CourtU.S. Court of Appeals — Fifth Circuit

James D. Baskin, III (argued), The Baskin Law Firm, Austin, TX, Joe R. Whatley, Jr., Whatley Drake, Birmingham, AL, for Plaintiffs-Appellants and Appellants.

James Edward Maloney, Baker Botts, Houston, TX, for pcOrder.com, Inc., Ross A. Cooley, Christina C. Jones and James J. Luttenbacher.

Noel M.B. Hensley (argued), P. Nicholas Even, Richard Thaddeus Behrens, Haynes & Boone, Dallas, TX, for Trilogy Software, Inc., Peter J. Barris and Joseph A. Liemandt.

Robert W. Brownlie, Gray, Cary, Ware & Freidenrich, San Diego, CA, Alan D. Albright, Geoffrey Robert Unger, Gray, Cary, Ware & Freidenrich, Austin, TX, for Robert W. Stearns and Linwood A. Lacy, Jr.

Harry M. Reasoner, Karl S. Stern, Gary Ewell, Vinson & Elkins, Houston, TX, for Goldman Sachs & Co., Credit Suisse First Boston and SG Cowen & Co.

Appeal from the United States District Court for the Western District of Texas.

Before HIGGINBOTHAM, DAVIS and GARZA, Circuit Judges.

PATRICK E. HIGGINBOTHAM, Circuit Judge:

Investors who purchased stock in pcOrder.com brought this consolidated securities action under Sections 11 and 15 of the Securities Act of 1933 against defendants pcOrder.com, its directors, its controlling shareholder Trilogy Software, and its investment bankers (collectively "PCOrder"), alleging that the registration statements filed with the Securities and Exchange Commission were false and misleading. The district court concluded that, with one exception, the investors lacked Section 11 standing because they could not trace their stock to the registration statements in question. Finding the remaining investor's claims moot, the court dismissed all of the claims and denied a third-party motion to intervene.
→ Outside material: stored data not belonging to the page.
//! tracegroup - cluster stack traces by structural similarity.

use clap::{Parser, Subcommand};
use tracing_subscriber::EnvFilter;

mod commands;
mod input;

use commands::{ClusterCommand, VocabCommand};

/// tracegroup - cluster stack traces by structural similarity.
///
/// Input files are JSON lines, one record per line, either
///   {"id": "...", "frames": ["pkg.Class.method", ...]}
/// or
///   {"id": "...", "log": "<raw error log with '\tat ...' lines>"}
#[derive(Parser)]
#[command(name = "tracegroup")]
#[command(about = "Cluster stack traces by structural similarity")]
#[command(version)]
pub struct Cli {
    /// Clustering config file (YAML)
    #[arg(long, global = true)]
    pub config: Option<String>,

    /// Output file (default: stdout)
    #[arg(short = 'o', long, global = true)]
    pub output: Option<String>,

    /// Output as JSON instead of YAML
    #[arg(long, global = true)]
    pub json: bool,

    /// Verbose output
    #[arg(short = 'v', long, global = true)]
    pub verbose: bool,

    #[command(subcommand)]
    pub command: Commands,
}

#[derive(Subcommand)]
pub enum Commands {
    /// Cluster the traces of a file
    Cluster(ClusterCommand),
    /// Build a vocabulary and print its statistics
    Vocab(VocabCommand),
}

fn main() -> anyhow::Result<()> {
    let cli = Cli::parse();

    let filter = if cli.verbose {
        EnvFilter::new("debug")
    } else {
        EnvFilter::try_from_default_env().unwrap_or_else(|_| EnvFilter::new("warn"))
    };
    tracing_subscriber::fmt()
        .with_env_filter(filter)
        .with_target(false)
        .with_writer(std::io::stderr)
        .init();

    match &cli.command {
        Commands::Cluster(cmd) => cmd.run(&cli),
        Commands::Vocab(cmd) => cmd.run(&cli),
    }
}
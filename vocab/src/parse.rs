//! Frame extraction from raw error-log text.

use std::collections::HashSet;
use std::sync::LazyLock;

use regex::Regex;
use tracing::info;

/// Matches one JVM-style stack line: `\tat com.example.Foo.bar(Foo.java:42)`.
///
/// Any leading whitespace is accepted, not just a tab, and the last line of a
/// log needs no trailing newline.
static STACK_LINE: LazyLock<Regex> = LazyLock::new(|| {
    Regex::new(r"(?m)^\s*at\s+(.+)\(.*\)\s*$").expect("valid stack line pattern")
});

/// Extract the frames of one log, top of stack first.
pub fn parse_frames(log: &str) -> Vec<String> {
    STACK_LINE
        .captures_iter(log)
        .filter_map(|c| c.get(1))
        .map(|m| m.as_str().trim().to_string())
        .collect()
}

/// Returns true if `log` looks like a pre-hashed trace: comma-separated
/// tokens without any ASCII letter.
pub fn is_prehashed(log: &str) -> bool {
    !log.chars().any(|c| c.is_ascii_alphabetic())
}

/// Result of [`FrameParser::validate`].
#[derive(Debug, Default, Clone, PartialEq, Eq)]
pub struct ParsedLogs {
    /// Frames of every valid log, in input order.
    pub traces: Vec<Vec<String>>,

    /// Input positions of `traces`.
    pub valid_indices: Vec<usize>,

    /// Input positions of logs that produced no usable frame.
    pub excluded_indices: Vec<usize>,
}

/// Turns raw logs into frame sequences.
#[derive(Debug, Clone, Default)]
pub struct FrameParser {
    detect_prehashed: bool,
    excluded: HashSet<String>,
}

impl FrameParser {
    pub fn new() -> Self {
        Self::default()
    }

    /// When enabled and the first log of a batch has no ASCII letter, the
    /// whole batch is split on commas instead of parsed as stack text.
    pub fn with_prehashed_detection(mut self, enabled: bool) -> Self {
        self.detect_prehashed = enabled;
        self
    }

    /// Frames dropped from every parsed trace (runner boilerplate and the
    /// like).
    pub fn exclude<I, S>(mut self, frames: I) -> Self
    where
        I: IntoIterator<Item = S>,
        S: Into<String>,
    {
        self.excluded.extend(frames.into_iter().map(Into::into));
        self
    }

    fn prehashed_batch<S: AsRef<str>>(&self, logs: &[S]) -> bool {
        self.detect_prehashed && logs.first().is_some_and(|l| is_prehashed(l.as_ref()))
    }

    fn parse_one(&self, log: &str, prehashed: bool) -> Vec<String> {
        let frames: Vec<String> = if prehashed {
            log.split(',')
                .map(str::trim)
                .filter(|s| !s.is_empty())
                .map(str::to_string)
                .collect()
        } else {
            parse_frames(log)
        };
        self.filter(frames)
    }

    /// Drop excluded frames from an already split trace.
    pub fn filter(&self, frames: Vec<String>) -> Vec<String> {
        frames
            .into_iter()
            .filter(|f| !self.excluded.contains(f))
            .collect()
    }

    /// Parse every log. Logs without frames yield empty traces.
    pub fn parse<S: AsRef<str>>(&self, logs: &[S]) -> Vec<Vec<String>> {
        let prehashed = self.prehashed_batch(logs);
        logs.iter()
            .map(|l| self.parse_one(l.as_ref(), prehashed))
            .collect()
    }

    /// Parse every log and split valid from excluded ones.
    pub fn validate<S: AsRef<str>>(&self, logs: &[S]) -> ParsedLogs {
        let mut out = ParsedLogs::default();
        for (i, frames) in self.parse(logs).into_iter().enumerate() {
            if frames.is_empty() {
                out.excluded_indices.push(i);
            } else {
                out.valid_indices.push(i);
                out.traces.push(frames);
            }
        }
        if !out.excluded_indices.is_empty() {
            let head: Vec<usize> = out.excluded_indices.iter().take(5).copied().collect();
            info!(
                "auto excluded {} error logs without frames {:?}...",
                out.excluded_indices.len(),
                head
            );
        }
        out
    }
}
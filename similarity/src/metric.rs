use ndarray::{Array2, ArrayView2};
use serde::{Deserialize, Serialize};

use crate::cosine::cosine_block;
use crate::error::SimilarityError;
use crate::xnor::xnor_score;

/// Similarity measure used for document-to-document blocks.
#[derive(Debug, Clone, Copy, PartialEq, Eq, Default, Serialize, Deserialize)]
#[serde(rename_all = "snake_case")]
pub enum Metric {
    #[default]
    Cosine,
    Xnor,
}

impl Metric {
    /// Score the rows of `a` (m x n) against the columns of `b` (n x p).
    pub fn block(&self, a: ArrayView2<f32>, b: ArrayView2<f32>) -> Result<Array2<f32>, SimilarityError> {
        match self {
            Metric::Cosine => cosine_block(a, b),
            Metric::Xnor => xnor_score(a, b, None),
        }
    }

    /// Score the rows of `a` against the rows of `b`.
    pub fn pairwise(&self, a: ArrayView2<f32>, b: ArrayView2<f32>) -> Result<Array2<f32>, SimilarityError> {
        self.block(a, b.t())
    }

    /// True if zero-membership documents cannot be scored.
    pub fn rejects_zero_vectors(&self) -> bool {
        matches!(self, Metric::Cosine)
    }
}
use std::path::PathBuf;

use serde::{Deserialize, Serialize};

/// Storage backend of a [`ChunkStore`](crate::ChunkStore).
#[derive(Debug, Clone, Copy, PartialEq, Eq, Default, Serialize, Deserialize)]
#[serde(rename_all = "snake_case")]
pub enum Backend {
    /// One redb file inside the run directory.
    #[default]
    Redb,
    /// Process memory. The run directory is still created and removed.
    Memory,
}

/// Gzip settings for stored arrays.
#[derive(Debug, Clone, Copy, PartialEq, Eq, Serialize, Deserialize)]
#[serde(default)]
pub struct CompressionConfig {
    pub enabled: bool,

    /// Gzip level, 0 to 9.
    pub level: u32,
}

impl Default for CompressionConfig {
    fn default() -> Self {
        Self {
            enabled: true,
            level: 5,
        }
    }
}

/// Options for opening a chunk store.
#[derive(Debug, Clone, PartialEq, Serialize, Deserialize)]
#[serde(default)]
pub struct StoreOptions {
    /// Directory under which each run creates its own subdirectory.
    pub temp_root: PathBuf,
    pub backend: Backend,
    pub compression: CompressionConfig,
}

impl Default for StoreOptions {
    fn default() -> Self {
        Self {
            temp_root: PathBuf::from(".temp"),
            backend: Backend::default(),
            compression: CompressionConfig::default(),
        }
    }
}
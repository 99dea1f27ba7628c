//! Human-readable summaries of clusters.

use std::collections::{BTreeSet, HashSet};

use serde::Serialize;

use crate::assignment::{ClusterAssignment, ClusterKey};
use crate::error::{ClusterError, Result};

/// Stands in for differing text inside a merged frame.
pub const PLACEHOLDER: &str = "[...]";

/// Merge two frame strings into their common text, replacing each
/// differing stretch with [`PLACEHOLDER`].
///
/// Shared prefixes are copied; at a mismatch the longest common run
/// further on in both strings is located and the scan resumes there.
pub fn merge_common(a: &str, b: &str) -> String {
    let a: Vec<char> = a.chars().collect();
    let b: Vec<char> = b.chars().collect();
    let run = |p: usize, q: usize| a[p..].iter().zip(&b[q..]).take_while(|(x, y)| x == y).count();

    let mut out = String::new();
    let (mut i, mut j) = (0, 0);
    while i < a.len() && j < b.len() {
        if a[i] == b[j] {
            let n = run(i, j);
            out.extend(&a[i..i + n]);
            i += n;
            j += n;
            continue;
        }

        let mut best: Option<(usize, usize, usize)> = None;
        for p in i..a.len() {
            for q in j..b.len() {
                if a[p] == b[q] {
                    let n = run(p, q);
                    if best.is_none_or(|(_, _, m)| n > m) {
                        best = Some((p, q, n));
                    }
                }
            }
        }
        out.push_str(PLACEHOLDER);
        match best {
            Some((p, q, _)) => {
                i = p;
                j = q;
            }
            None => return out,
        }
    }
    if i < a.len() || j < b.len() {
        out.push_str(PLACEHOLDER);
    }
    out
}

/// Position-wise representation of a group of traces.
///
/// Up to the length of the shortest trace, a frame shared by all traces is
/// kept as is; otherwise the first trace's frame is merged with every other
/// distinct frame at that position and wrapped as `===>...<===`.
pub fn representation<S: AsRef<str>>(traces: &[Vec<S>]) -> Vec<String> {
    let Some(first) = traces.first() else {
        return Vec::new();
    };
    let depth = traces.iter().map(Vec::len).min().unwrap_or(0);

    (0..depth)
        .map(|pos| {
            let head = first[pos].as_ref();
            let others: BTreeSet<&str> = traces[1..]
                .iter()
                .map(|t| t[pos].as_ref())
                .filter(|f| *f != head)
                .collect();
            if others.is_empty() {
                head.to_string()
            } else {
                let merged = others
                    .into_iter()
                    .fold(head.to_string(), |acc, f| merge_common(&acc, f));
                format!("===>{merged}<===")
            }
        })
        .collect()
}

/// Description of one group of an assignment.
#[derive(Debug, Clone, PartialEq, Serialize)]
pub struct ClusterSummary {
    pub key: ClusterKey,
    pub ids: Vec<String>,
    pub size: usize,
    /// Distinct frame sequences among the members.
    pub unique_traces: usize,
    pub unique_ratio: f64,
    /// All members share one frame sequence.
    pub exact_match: bool,
    pub representation: Vec<String>,
}

impl ClusterSummary {
    pub fn build(key: ClusterKey, ids: Vec<String>, traces: &[Vec<String>]) -> Self {
        let unique_traces = traces.iter().collect::<HashSet<_>>().len();
        let size = traces.len();
        Self {
            key,
            ids,
            size,
            unique_traces,
            unique_ratio: if size == 0 {
                0.0
            } else {
                unique_traces as f64 / size as f64
            },
            exact_match: unique_traces == 1,
            representation: representation(traces),
        }
    }
}

/// Summarize every group of `assignment`, largest first. `ids` and
/// `traces` are indexed by document.
pub fn summarize(assignment: &ClusterAssignment, ids: &[String], traces: &[Vec<String>]) -> Result<Vec<ClusterSummary>> {
    for (what, got) in [("identifiers", ids.len()), ("traces", traces.len())] {
        if got != assignment.total() {
            return Err(ClusterError::ShapeMismatch {
                what,
                expected: assignment.total(),
                got,
            });
        }
    }

    let mut out: Vec<ClusterSummary> = assignment
        .groups()
        .map(|(key, members)| {
            let member_ids = members.iter().map(|&d| ids[d].clone()).collect();
            let member_traces: Vec<Vec<String>> = members.iter().map(|&d| traces[d].clone()).collect();
            ClusterSummary::build(key, member_ids, &member_traces)
        })
        .collect();
    out.sort_by(|a, b| b.size.cmp(&a.size).then(a.key.cmp(&b.key)));
    Ok(out)
}

#[cfg(test)]
mod tests {
    use std::collections::BTreeMap;

    use super::*;

    fn strings(v: &[&str]) -> Vec<String> {
        v.iter().map(|s| s.to_string()).collect()
    }

    #[test]
    fn merge_keeps_common_runs() {
        assert_eq!(merge_common("com.a.Foo.run", "com.a.Bar.run"), "com.a.[...].run");
        assert_eq!(merge_common("same", "same"), "same");
        assert_eq!(merge_common("abc", "xyz"), "[...]");
        assert_eq!(merge_common("abc", "abcd"), "abc[...]");
        assert_eq!(merge_common("", "abc"), "[...]");
    }

    #[test]
    fn representation_marks_differing_positions() {
        let traces = vec![
            strings(&["A", "x.Foo.run", "C"]),
            strings(&["A", "x.Bar.run", "C", "D"]),
        ];
        assert_eq!(representation(&traces), vec!["A", "===>x.[...].run<===", "C"]);
    }

    #[test]
    fn representation_of_identical_traces_is_the_trace() {
        let t = strings(&["A", "B"]);
        assert_eq!(representation(&[t.clone(), t.clone()]), t);
        assert!(representation::<String>(&[]).is_empty());
    }

    #[test]
    fn summaries_sorted_by_size() {
        let clusters = BTreeMap::from([(0, vec![0, 2]), (1, vec![1])]);
        let a = ClusterAssignment::new(clusters, 3).unwrap();
        let ids = strings(&["a", "b", "c"]);
        let traces = vec![strings(&["A", "B"]), strings(&["C"]), strings(&["A", "B"])];

        let s = summarize(&a, &ids, &traces).unwrap();
        assert_eq!(s.len(), 2);
        assert_eq!(s[0].key, ClusterKey::Cluster(0));
        assert_eq!(s[0].ids, vec!["a", "c"]);
        assert_eq!(s[0].unique_traces, 1);
        assert!(s[0].exact_match);
        assert!((s[0].unique_ratio - 0.5).abs() < 1e-12);
        assert_eq!(s[0].representation, vec!["A", "B"]);
        assert_eq!(s[1].size, 1);

        assert!(summarize(&a, &ids[..2], &traces).is_err());
    }

    #[test]
    fn other_bucket_is_summarized() {
        let clusters = BTreeMap::from([(0, vec![0]), (1, vec![1, 2])]);
        let a = ClusterAssignment::new(clusters, 3).unwrap().reclassify(1);
        let ids = strings(&["a", "b", "c"]);
        let traces = vec![strings(&["X"]), strings(&["A", "B"]), strings(&["A", "C"])];

        let s = summarize(&a, &ids, &traces).unwrap();
        assert_eq!(s[0].key, ClusterKey::Cluster(1));
        assert!(!s[0].exact_match);
        assert_eq!(s[0].representation, vec!["A", "===>[...]<==="]);
        assert_eq!(s[1].key, ClusterKey::Other);
        assert_eq!(s[1].ids, vec!["a"]);

        let json = serde_json::to_value(&s).unwrap();
        assert_eq!(json[0]["key"], 1);
        assert_eq!(json[1]["key"], -1);
    }
}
We affirm.

I

PCOrder conducted an initial public offering of pcOrder.com stock on February 26, 1999, and a secondary public offering on December 7, 1999. In connection with each offering PCOrder filed a registration statement with the SEC.

Several holders of pcOrder.com stock filed multiple lawsuits against PCOrder under Section 11 of the Securities Act of 1933, which provides a right of action to "any person acquiring" shares issued pursuant to an untrue registration statement.1 The plaintiffs alleged that the registration statements were false and misleading by indicating that pcOrder.com had a viable business plan, had an ability to generate and report accurate operating and financial information, and was not competing with Trilogy Software for revenue. The district court consolidated the actions and appointed Lead Plaintiffs.2 The Lead Plaintiffs sought to have a class action certified and have themselves designated as class representatives.

In its October 21, 2002, order denying class certification,3 the district court first found that none of the Lead Plaintiffs purchased their stock during the public offerings — that is, they were "aftermarket" purchasers.4 However, it held that Section 11 is available not only to those who purchased their stock during the relevant public offerings, but also to aftermarket purchasers as long as the stock is "traceable" back to the relevant public offering.5

The district court then considered whether Lead Plaintiffs Beebe, Dr. Burke, and Petrick could trace their stock back to either of the two public offerings. The district court found that the approximately 2.5 million shares issued in the pcOrder.com IPO were registered in a stock certificate in the name of Cede & Co., the nominee of the Depository Trust Company. The court found that, on April 19, 1999, when Beebe purchased 1000 of these "street name" shares, the pool of street name stock still contained only the IPO stock. Therefore, because all of his stock was necessarily IPO stock, Beebe was able to satisfy the traceability requirement and establish standing.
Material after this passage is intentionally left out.